● **Task requirements**
This exercise calls for every line of the data below with the string "matches" in it.

● **Data in this exercise**
* * *

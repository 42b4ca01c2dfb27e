//! End-to-end rounds driven through the command handlers.

mod common;

use common::{
    ALICE, BOB, HOST, ROUND_SLEEPERS, advance_to_warning, answer, harness, ready, seat_room, secs,
    wait_for_round, warnings_for,
};
use smyslov_core::error::DomainError;
use smyslov_core::model::{RoomStatus, RoundPhase};
use smyslov_core::notifier::Notice;
use smyslov_core::repository::GameRepository;
use smyslov_room::application::command_handlers::{
    handle_add_custom_cards, handle_adjust_score, handle_advance_round, handle_disconnect_player, handle_leave_room,
    handle_mark_ready, handle_start_game, handle_stop_game,
};
use smyslov_room::application::round_coordinator::{AbortReason, RoundOutcome};
use smyslov_room::config::GameSettings;
use smyslov_room::domain::commands::{
    AddCustomCards, AdjustScore, AdvanceRound, DisconnectPlayer, LeaveRoom, MarkReady, StartGame, StopGame,
};
use smyslov_test_support::Delivery;
use uuid::Uuid;

fn start(code: &smyslov_core::model::RoomCode) -> StartGame {
    StartGame {
        correlation_id: Uuid::new_v4(),
        room_code: code.clone(),
        user_id: HOST,
    }
}

#[tokio::test]
async fn test_round_scores_early_when_everyone_is_ready() {
    // Arrange
    let h = harness();
    let code = seat_room(&h, &[(ALICE, "Alice")]).await;
    let started = handle_start_game(&start(&code), &h.ctx).await.unwrap();
    wait_for_round(&h, ALICE, 1).await;

    // Act
    answer(&h, &code, HOST, "Cat, dog").await;
    answer(&h, &code, ALICE, "cat\nfox").await;
    ready(&h, &code, HOST).await;
    ready(&h, &code, ALICE).await;
    let outcome = started.round_task.unwrap().await.unwrap().unwrap();

    // Assert
    match outcome {
        RoundOutcome::Scored {
            round_number,
            results,
        } => {
            assert_eq!(round_number, 1);
            assert_eq!(results[0].user_id, HOST);
            assert_eq!(results[0].answers, vec!["cat", "dog"]);
            assert_eq!(results[0].scored, vec![true, false]);
            assert_eq!(results[0].total, 1);
            assert_eq!(results[1].total, 1);
        }
        other => panic!("expected Scored, got {other:?}"),
    }
    h.clock.wait_for_sleepers(0).await;
    assert_eq!(warnings_for(&h, HOST) + warnings_for(&h, ALICE), 0);
    let room = h.repo.room(&code).unwrap();
    assert_eq!(room.round_phase, RoundPhase::Reviewing);
    assert!(
        h.notifier
            .notices_for(HOST)
            .iter()
            .any(|n| matches!(n, Notice::HostPanel { round_number: 1, .. }))
    );
    assert!(
        h.notifier
            .notices_for(ALICE)
            .iter()
            .any(|n| matches!(n, Notice::RoundResults { round_number: 1, .. }))
    );
}

#[tokio::test]
async fn test_deadline_warns_only_players_not_ready() {
    // Arrange
    let h = harness();
    let settings = GameSettings::default();
    let code = seat_room(&h, &[(ALICE, "Alice"), (BOB, "Bob")]).await;
    let started = handle_start_game(&start(&code), &h.ctx).await.unwrap();
    wait_for_round(&h, BOB, 1).await;
    h.clock.wait_for_sleepers(ROUND_SLEEPERS).await;
    answer(&h, &code, HOST, "tea").await;
    ready(&h, &code, HOST).await;
    answer(&h, &code, ALICE, "tea").await;

    // Act
    advance_to_warning(&h, &settings, BOB).await;
    h.clock.advance(secs(5));
    let outcome = started.round_task.unwrap().await.unwrap().unwrap();

    // Assert
    assert!(matches!(outcome, RoundOutcome::Scored { round_number: 1, .. }));
    assert_eq!(warnings_for(&h, HOST), 0);
    assert_eq!(warnings_for(&h, ALICE), 1);
    assert_eq!(warnings_for(&h, BOB), 1);
    assert!(
        h.notifier
            .notices_for(ALICE)
            .contains(&Notice::TimeRunningOut { seconds_left: 5 })
    );
}

#[tokio::test]
async fn test_ready_after_deadline_is_rejected() {
    // Arrange
    let h = harness();
    let code = seat_room(&h, &[(ALICE, "Alice")]).await;
    let started = handle_start_game(&start(&code), &h.ctx).await.unwrap();
    wait_for_round(&h, ALICE, 1).await;
    h.clock.wait_for_sleepers(ROUND_SLEEPERS).await;
    h.clock.advance(secs(60));
    started.round_task.unwrap().await.unwrap().unwrap();

    // Act
    let result = handle_mark_ready(
        &MarkReady {
            correlation_id: Uuid::new_v4(),
            room_code: code.clone(),
            user_id: ALICE,
        },
        &h.ctx,
    )
    .await;

    // Assert
    match result {
        Err(DomainError::InvalidRoomState(_)) => {}
        other => panic!("expected InvalidRoomState, got {other:?}"),
    }
}

#[tokio::test]
async fn test_room_deleted_before_scoring_aborts_round() {
    // Arrange
    let h = harness();
    let code = seat_room(&h, &[(ALICE, "Alice")]).await;
    let started = handle_start_game(&start(&code), &h.ctx).await.unwrap();
    wait_for_round(&h, ALICE, 1).await;
    h.clock.wait_for_sleepers(ROUND_SLEEPERS).await;
    answer(&h, &code, HOST, "tea").await;
    h.repo.delete_room(&code).await.unwrap();

    // Act
    h.clock.advance(secs(60));
    let outcome = started.round_task.unwrap().await.unwrap().unwrap();

    // Assert
    assert_eq!(
        outcome,
        RoundOutcome::Aborted {
            round_number: 1,
            reason: AbortReason::RoomClosed,
        }
    );
    assert!(h.repo.room(&code).is_none());
    assert_eq!(warnings_for(&h, HOST) + warnings_for(&h, ALICE), 0);
}

#[tokio::test]
async fn test_room_finished_before_scoring_aborts_round() {
    // Arrange
    let h = harness();
    let code = seat_room(&h, &[(ALICE, "Alice")]).await;
    let started = handle_start_game(&start(&code), &h.ctx).await.unwrap();
    wait_for_round(&h, ALICE, 1).await;
    h.clock.wait_for_sleepers(ROUND_SLEEPERS).await;
    let mut room = h.repo.room(&code).unwrap();
    room.status = RoomStatus::Finished;
    h.repo.save_room(&room).await.unwrap();

    // Act
    h.clock.advance(secs(60));
    let outcome = started.round_task.unwrap().await.unwrap().unwrap();

    // Assert
    match outcome {
        RoundOutcome::Aborted {
            round_number,
            reason,
        } => {
            assert_eq!(round_number, 1);
            assert_eq!(reason, AbortReason::RoomClosed);
        }
        other => panic!("expected Aborted, got {other:?}"),
    }
    let room = h.repo.room(&code).unwrap();
    assert_eq!(room.status, RoomStatus::Finished);
    assert_eq!(room.round_phase, RoundPhase::Collecting);
    assert!(
        !h.notifier
            .notices_for(ALICE)
            .iter()
            .any(|n| matches!(n, Notice::RoundResults { .. }))
    );
}

#[tokio::test]
async fn test_scoring_on_top_of_maximum_score_saturates() {
    // Arrange
    let h = harness();
    let code = seat_room(&h, &[(ALICE, "Alice")]).await;
    let started = handle_start_game(&start(&code), &h.ctx).await.unwrap();
    wait_for_round(&h, ALICE, 1).await;
    answer(&h, &code, HOST, "a").await;
    answer(&h, &code, ALICE, "a").await;
    ready(&h, &code, HOST).await;
    ready(&h, &code, ALICE).await;
    started.round_task.unwrap().await.unwrap().unwrap();
    handle_adjust_score(
        &AdjustScore {
            correlation_id: Uuid::new_v4(),
            room_code: code.clone(),
            user_id: HOST,
            target: HOST,
            delta: i32::MAX,
        },
        &h.ctx,
    )
    .await
    .unwrap();
    assert_eq!(h.repo.player(&code, HOST).unwrap().score, i32::MAX);
    let advanced = handle_advance_round(
        &AdvanceRound {
            correlation_id: Uuid::new_v4(),
            room_code: code.clone(),
            user_id: HOST,
        },
        &h.ctx,
    )
    .await
    .unwrap();
    wait_for_round(&h, ALICE, 2).await;

    // Act
    answer(&h, &code, HOST, "unique").await;
    answer(&h, &code, ALICE, "other").await;
    ready(&h, &code, HOST).await;
    ready(&h, &code, ALICE).await;
    let outcome = advanced.round_task.unwrap().await.unwrap().unwrap();

    // Assert
    match outcome {
        RoundOutcome::Scored {
            round_number,
            results,
        } => {
            assert_eq!(round_number, 2);
            assert_eq!(results[0].user_id, HOST);
            assert_eq!(results[0].total, i32::MAX);
        }
        other => panic!("expected Scored, got {other:?}"),
    }
    assert_eq!(h.repo.player(&code, HOST).unwrap().score, i32::MAX);
}

#[tokio::test]
async fn test_stop_wakes_waiting_round() {
    // Arrange
    let h = harness();
    let code = seat_room(&h, &[(ALICE, "Alice")]).await;
    let started = handle_start_game(&start(&code), &h.ctx).await.unwrap();
    wait_for_round(&h, ALICE, 1).await;

    // Act
    handle_stop_game(
        &StopGame {
            correlation_id: Uuid::new_v4(),
            room_code: code.clone(),
            user_id: HOST,
        },
        &h.ctx,
    )
    .await
    .unwrap();
    let outcome = started.round_task.unwrap().await.unwrap().unwrap();

    // Assert
    assert_eq!(
        outcome,
        RoundOutcome::Aborted {
            round_number: 1,
            reason: AbortReason::Stopped,
        }
    );
    assert!(h.repo.room(&code).is_none());
    assert!(h.repo.player(&code, ALICE).is_none());
    assert!(h.notifier.deliveries().contains(&Delivery::Room {
        room_code: code.clone(),
        exclude: Some(HOST),
        notice: Notice::RoomStopped,
    }));
    h.clock.wait_for_sleepers(0).await;
}

#[tokio::test]
async fn test_only_host_controls_the_game() {
    // Arrange
    let h = harness();
    let code = seat_room(&h, &[(ALICE, "Alice")]).await;

    // Act
    let start_result = handle_start_game(
        &StartGame {
            correlation_id: Uuid::new_v4(),
            room_code: code.clone(),
            user_id: ALICE,
        },
        &h.ctx,
    )
    .await;
    let stop_result = handle_stop_game(
        &StopGame {
            correlation_id: Uuid::new_v4(),
            room_code: code.clone(),
            user_id: ALICE,
        },
        &h.ctx,
    )
    .await;

    // Assert
    assert!(matches!(start_result, Err(DomainError::NotAuthorized(_))));
    assert!(matches!(stop_result, Err(DomainError::NotAuthorized(_))));
    assert_eq!(h.repo.room(&code).unwrap().status, RoomStatus::Waiting);
}

#[tokio::test]
async fn test_full_game_ends_with_final_standings() {
    // Arrange
    let h = harness();
    let code = seat_room(&h, &[(ALICE, "Alice")]).await;
    handle_add_custom_cards(
        &AddCustomCards {
            correlation_id: Uuid::new_v4(),
            room_code: code.clone(),
            user_id: HOST,
            raw: "Fruit\nCities".to_owned(),
            express: false,
        },
        &h.ctx,
    )
    .await
    .unwrap();
    let mut task = handle_start_game(&start(&code), &h.ctx)
        .await
        .unwrap()
        .round_task;

    // Act
    for round in 1..=6 {
        wait_for_round(&h, ALICE, round).await;
        answer(&h, &code, HOST, "a").await;
        answer(&h, &code, ALICE, "a").await;
        ready(&h, &code, HOST).await;
        ready(&h, &code, ALICE).await;
        match task.take().unwrap().await.unwrap().unwrap() {
            RoundOutcome::Scored { round_number, .. } => assert_eq!(round_number, round),
            other => panic!("expected Scored, got {other:?}"),
        }
        let advanced = handle_advance_round(
            &AdvanceRound {
                correlation_id: Uuid::new_v4(),
                room_code: code.clone(),
                user_id: HOST,
            },
            &h.ctx,
        )
        .await
        .unwrap();
        task = advanced.round_task;
    }

    // Assert
    assert!(task.is_none());
    let game_over = h
        .notifier
        .room_notices(&code)
        .into_iter()
        .find_map(|n| match n {
            Notice::GameOver { standings } => Some(standings),
            _ => None,
        });
    match game_over {
        Some(standings) => {
            assert_eq!(standings.len(), 2);
            // Sync and express rounds score the shared answer, diff rounds do not.
            assert!(standings.iter().all(|s| s.score == 4));
        }
        None => panic!("expected GameOver broadcast"),
    }
    assert!(h.repo.room(&code).is_none());
    assert!(h.repo.cards().is_empty());
}

#[tokio::test]
async fn test_unreachable_player_does_not_abort_round() {
    // Arrange
    let h = harness();
    h.notifier.fail_for(ALICE);
    let code = seat_room(&h, &[(ALICE, "Alice")]).await;
    let started = handle_start_game(&start(&code), &h.ctx).await.unwrap();
    wait_for_round(&h, HOST, 1).await;

    // Act
    answer(&h, &code, HOST, "sun").await;
    answer(&h, &code, ALICE, "moon").await;
    ready(&h, &code, HOST).await;
    ready(&h, &code, ALICE).await;
    let outcome = started.round_task.unwrap().await.unwrap().unwrap();

    // Assert
    assert!(matches!(outcome, RoundOutcome::Scored { round_number: 1, .. }));
    assert!(h.notifier.notices_for(ALICE).is_empty());
    assert!(
        h.notifier
            .notices_for(HOST)
            .iter()
            .any(|n| matches!(n, Notice::HostPanel { .. }))
    );
}

#[tokio::test]
async fn test_leaving_player_releases_waiting_round() {
    // Arrange
    let h = harness();
    let code = seat_room(&h, &[(ALICE, "Alice"), (BOB, "Bob")]).await;
    let started = handle_start_game(&start(&code), &h.ctx).await.unwrap();
    wait_for_round(&h, BOB, 1).await;
    ready(&h, &code, HOST).await;
    ready(&h, &code, ALICE).await;

    // Act
    handle_leave_room(
        &LeaveRoom {
            correlation_id: Uuid::new_v4(),
            room_code: code.clone(),
            user_id: BOB,
        },
        &h.ctx,
    )
    .await
    .unwrap();
    let outcome = started.round_task.unwrap().await.unwrap().unwrap();

    // Assert
    match outcome {
        RoundOutcome::Scored { results, .. } => assert_eq!(results.len(), 2),
        other => panic!("expected Scored, got {other:?}"),
    }
    assert!(
        h.notifier
            .notices_for(HOST)
            .iter()
            .any(|n| matches!(n, Notice::PlayerLeft { player_count: 2, .. }))
    );
}

#[tokio::test]
async fn test_disconnected_player_does_not_hold_round() {
    // Arrange
    let h = harness();
    let code = seat_room(&h, &[(ALICE, "Alice")]).await;
    let started = handle_start_game(&start(&code), &h.ctx).await.unwrap();
    wait_for_round(&h, ALICE, 1).await;
    handle_disconnect_player(
        &DisconnectPlayer {
            correlation_id: Uuid::new_v4(),
            room_code: code.clone(),
            user_id: ALICE,
        },
        &h.ctx,
    )
    .await
    .unwrap();

    // Act
    answer(&h, &code, HOST, "rain").await;
    ready(&h, &code, HOST).await;
    let outcome = started.round_task.unwrap().await.unwrap().unwrap();

    // Assert
    assert!(matches!(outcome, RoundOutcome::Scored { round_number: 1, .. }));
}

#[tokio::test]
async fn test_storage_outage_fails_round_but_keeps_room() {
    // Arrange
    let h = harness();
    let code = seat_room(&h, &[(ALICE, "Alice")]).await;
    let started = handle_start_game(&start(&code), &h.ctx).await.unwrap();
    wait_for_round(&h, ALICE, 1).await;
    h.clock.wait_for_sleepers(ROUND_SLEEPERS).await;

    // Act
    h.repo.set_unavailable(true);
    h.clock.advance(secs(60));
    let result = started.round_task.unwrap().await.unwrap();
    h.repo.set_unavailable(false);

    // Assert
    assert!(matches!(result, Err(DomainError::Infrastructure(_))));
    let room = h.repo.room(&code).unwrap();
    assert_eq!(room.status, RoomStatus::Playing);
    assert_eq!(room.round_phase, RoundPhase::Collecting);
    handle_stop_game(
        &StopGame {
            correlation_id: Uuid::new_v4(),
            room_code: code.clone(),
            user_id: HOST,
        },
        &h.ctx,
    )
    .await
    .unwrap();
    assert!(h.repo.room(&code).is_none());
}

* * *

● **Exercise output**
            .any(|n| matches!(n, Notice::HostPanel { round_number: 1, .. }))
            .any(|n| matches!(n, Notice::RoundResults { round_number: 1, .. }))
    assert!(matches!(outcome, RoundOutcome::Scored { round_number: 1, .. }));
            .any(|n| matches!(n, Notice::RoundResults { .. }))
    assert!(matches!(start_result, Err(DomainError::NotAuthorized(_))));
    assert!(matches!(stop_result, Err(DomainError::NotAuthorized(_))));
    assert!(matches!(outcome, RoundOutcome::Scored { round_number: 1, .. }));
            .any(|n| matches!(n, Notice::HostPanel { .. }))
            .any(|n| matches!(n, Notice::PlayerLeft { player_count: 2, .. }))
    assert!(matches!(outcome, RoundOutcome::Scored { round_number: 1, .. }));
    assert!(matches!(result, Err(DomainError::Infrastructure(_))));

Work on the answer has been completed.